■ Task to carry out ■
The data below calls for an exact copy.

■ Materials provided ■
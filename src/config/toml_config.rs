use crate::utils::error::{CardError, Result};
use crate::utils::validation::{
    validate_non_empty_string, validate_positive_number, validate_url, Validate,
};
use serde::{Deserialize, Serialize};
use std::collections::HashMap;
use std::path::Path;
use std::time::Duration;

#[derive(Debug, Clone, Serialize, Deserialize)]
pub struct AppConfig {
    pub generation: GenerationConfig,
    #[serde(default)]
    pub logging: LoggingConfig,
}

/// How the generation service expects its request and shapes its reply.
#[derive(Debug, Clone, Copy, PartialEq, Eq, Default, Serialize, Deserialize)]
#[serde(rename_all = "snake_case")]
pub enum WireFormat {
    /// `{model, instruction, userText, maxItems}` in, bare JSON array out.
    Direct,
    /// OpenAI-compatible `/chat/completions`.
    #[default]
    ChatCompletions,
}

#[derive(Debug, Clone, Serialize, Deserialize)]
pub struct GenerationConfig {
    pub endpoint: String,
    pub model: String,
    pub api_key: Option<String>,
    #[serde(default)]
    pub wire_format: WireFormat,
    #[serde(default = "default_timeout_seconds")]
    pub timeout_seconds: u64,
    #[serde(default = "default_retry_backoff_ms")]
    pub retry_backoff_ms: u64,
    pub headers: Option<HashMap<String, String>>,
}

fn default_timeout_seconds() -> u64 {
    30
}

fn default_retry_backoff_ms() -> u64 {
    500
}

impl GenerationConfig {
    pub fn new(endpoint: impl Into<String>, model: impl Into<String>) -> Self {
        Self {
            endpoint: endpoint.into(),
            model: model.into(),
            api_key: None,
            wire_format: WireFormat::default(),
            timeout_seconds: default_timeout_seconds(),
            retry_backoff_ms: default_retry_backoff_ms(),
            headers: None,
        }
    }

    pub fn timeout(&self) -> Duration {
        Duration::from_secs(self.timeout_seconds)
    }

    pub fn retry_backoff(&self) -> Duration {
        Duration::from_millis(self.retry_backoff_ms)
    }

    /// The configured key, ignoring blanks and `${VAR}` placeholders whose
    /// variable was not set.
    pub fn api_key(&self) -> Option<&str> {
        self.api_key
            .as_deref()
            .map(str::trim)
            .filter(|key| !key.is_empty() && !key.starts_with("${"))
    }
}

#[derive(Debug, Clone, Copy, PartialEq, Eq, Default, Serialize, Deserialize)]
#[serde(rename_all = "snake_case")]
pub enum LogFormat {
    #[default]
    Compact,
    Json,
}

#[derive(Debug, Clone, Serialize, Deserialize)]
pub struct LoggingConfig {
    #[serde(default = "default_log_level")]
    pub level: String,
    #[serde(default)]
    pub format: LogFormat,
}

fn default_log_level() -> String {
    "info".to_string()
}

impl Default for LoggingConfig {
    fn default() -> Self {
        Self {
            level: default_log_level(),
            format: LogFormat::default(),
        }
    }
}

impl AppConfig {
    pub fn from_file<P: AsRef<Path>>(path: P) -> Result<Self> {
        let content = std::fs::read_to_string(&path).map_err(CardError::IoError)?;
        Self::from_toml_str(&content)
    }

    pub fn from_toml_str(content: &str) -> Result<Self> {
        let processed_content = Self::substitute_env_vars(content);

        toml::from_str(&processed_content).map_err(|e| CardError::ConfigValidationError {
            field: "toml_parsing".to_string(),
            message: format!("TOML parsing error: {}", e),
        })
    }

    /// Expands `${VAR}` from the environment; unset variables stay as written.
    fn substitute_env_vars(content: &str) -> String {
        use regex::Regex;
        let re = Regex::new(r"\$\{([^}]+)\}").unwrap();

        re.replace_all(content, |caps: &regex::Captures| {
            let var_name = &caps[1];
            std::env::var(var_name).unwrap_or_else(|_| format!("${{{}}}", var_name))
        })
        .to_string()
    }
}

impl Validate for AppConfig {
    fn validate(&self) -> Result<()> {
        let generation = &self.generation;
        validate_url("generation.endpoint", &generation.endpoint)?;
        validate_non_empty_string("generation.model", &generation.model)?;
        validate_positive_number("generation.timeout_seconds", generation.timeout_seconds, 1)?;

        if generation.retry_backoff() >= generation.timeout() {
            return Err(CardError::InvalidConfigValueError {
                field: "generation.retry_backoff_ms".to_string(),
                value: generation.retry_backoff_ms.to_string(),
                reason: "Backoff must be shorter than the request timeout".to_string(),
            });
        }

        let valid_levels = ["trace", "debug", "info", "warn", "error"];
        if !valid_levels.contains(&self.logging.level.as_str()) {
            return Err(CardError::InvalidConfigValueError {
                field: "logging.level".to_string(),
                value: self.logging.level.clone(),
                reason: format!("Valid levels: {}", valid_levels.join(", ")),
            });
        }

        Ok(())
    }
}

■ Output ■
filename src/config/toml_config.rs
use crate::utils::error::{CardError, Result};
use crate::utils::validation::{
    validate_non_empty_string, validate_positive_number, validate_url, Validate,
};
use serde::{Deserialize, Serialize};
use std::collections::HashMap;
use std::path::Path;
use std::time::Duration;

#[derive(Debug, Clone, Serialize, Deserialize)]
pub struct AppConfig {
    pub generation: GenerationConfig,
    #[serde(default)]
    pub logging: LoggingConfig,
}

/// How the generation service expects its request and shapes its reply.
#[derive(Debug, Clone, Copy, PartialEq, Eq, Default, Serialize, Deserialize)]
#[serde(rename_all = "snake_case")]
pub enum WireFormat {
    /// `{model, instruction, userText, maxItems}` in, bare JSON array out.
    Direct,
    /// OpenAI-compatible `/chat/completions`.
    #[default]
    ChatCompletions,
}

#[derive(Debug, Clone, Serialize, Deserialize)]
pub struct GenerationConfig {
    pub endpoint: String,
    pub model: String,
    pub api_key: Option<String>,
    #[serde(default)]
    pub wire_format: WireFormat,
    #[serde(default = "default_timeout_seconds")]
    pub timeout_seconds: u64,
    #[serde(default = "default_retry_backoff_ms")]
    pub retry_backoff_ms: u64,
    pub headers: Option<HashMap<String, String>>,
}

fn default_timeout_seconds() -> u64 {
    30
}

fn default_retry_backoff_ms() -> u64 {
    500
}

impl GenerationConfig {
    pub fn new(endpoint: impl Into<String>, model: impl Into<String>) -> Self {
        Self {
            endpoint: endpoint.into(),
            model: model.into(),
            api_key: None,
            wire_format: WireFormat::default(),
            timeout_seconds: default_timeout_seconds(),
            retry_backoff_ms: default_retry_backoff_ms(),
            headers: None,
        }
    }

    pub fn timeout(&self) -> Duration {
        Duration::from_secs(self.timeout_seconds)
    }

    pub fn retry_backoff(&self) -> Duration {
        Duration::from_millis(self.retry_backoff_ms)
    }

    /// The configured key, ignoring blanks and `${VAR}` placeholders whose
    /// variable was not set.
    pub fn api_key(&self) -> Option<&str> {
        self.api_key
            .as_deref()
            .map(str::trim)
            .filter(|key| !key.is_empty() && !key.starts_with("${"))
    }
}

#[derive(Debug, Clone, Copy, PartialEq, Eq, Default, Serialize, Deserialize)]
#[serde(rename_all = "snake_case")]
pub enum LogFormat {
    #[default]
    Compact,
    Json,
}

#[derive(Debug, Clone, Serialize, Deserialize)]
pub struct LoggingConfig {
    #[serde(default = "default_log_level")]
    pub level: String,
    #[serde(default)]
    pub format: LogFormat,
}

fn default_log_level() -> String {
    "info".to_string()
}

impl Default for LoggingConfig {
    fn default() -> Self {
        Self {
            level: default_log_level(),
            format: LogFormat::default(),
        }
    }
}

impl AppConfig {
    pub fn from_file<P: AsRef<Path>>(path: P) -> Result<Self> {
        let content = std::fs::read_to_string(&path).map_err(CardError::IoError)?;
        Self::from_toml_str(&content)
    }

    pub fn from_toml_str(content: &str) -> Result<Self> {
        let processed_content = Self::substitute_env_vars(content);

        toml::from_str(&processed_content).map_err(|e| CardError::ConfigValidationError {
            field: "toml_parsing".to_string(),
            message: format!("TOML parsing error: {}", e),
        })
    }

    /// Expands `${VAR}` from the environment; unset variables stay as written.
    fn substitute_env_vars(content: &str) -> String {
        use regex::Regex;
        let re = Regex::new(r"\$\{([^}]+)\}").unwrap();

        re.replace_all(content, |caps: &regex::Captures| {
            let var_name = &caps[1];
            std::env::var(var_name).unwrap_or_else(|_| format!("${{{}}}", var_name))
        })
        .to_string()
    }
}

impl Validate for AppConfig {
    fn validate(&self) -> Result<()> {
        let generation = &self.generation;
        validate_url("generation.endpoint", &generation.endpoint)?;
        validate_non_empty_string("generation.model", &generation.model)?;
        validate_positive_number("generation.timeout_seconds", generation.timeout_seconds, 1)?;

        if generation.retry_backoff() >= generation.timeout() {
            return Err(CardError::InvalidConfigValueError {
                field: "generation.retry_backoff_ms".to_string(),
                value: generation.retry_backoff_ms.to_string(),
                reason: "Backoff must be shorter than the request timeout".to_string(),
            });
        }

        let valid_levels = ["trace", "debug", "info", "warn", "error"];
        if !valid_levels.contains(&self.logging.level.as_str()) {
            return Err(CardError::InvalidConfigValueError {
                field: "logging.level".to_string(),
                value: self.logging.level.clone(),
                reason: format!("Valid levels: {}", valid_levels.join(", ")),
            });
        }

        Ok(())
    }
}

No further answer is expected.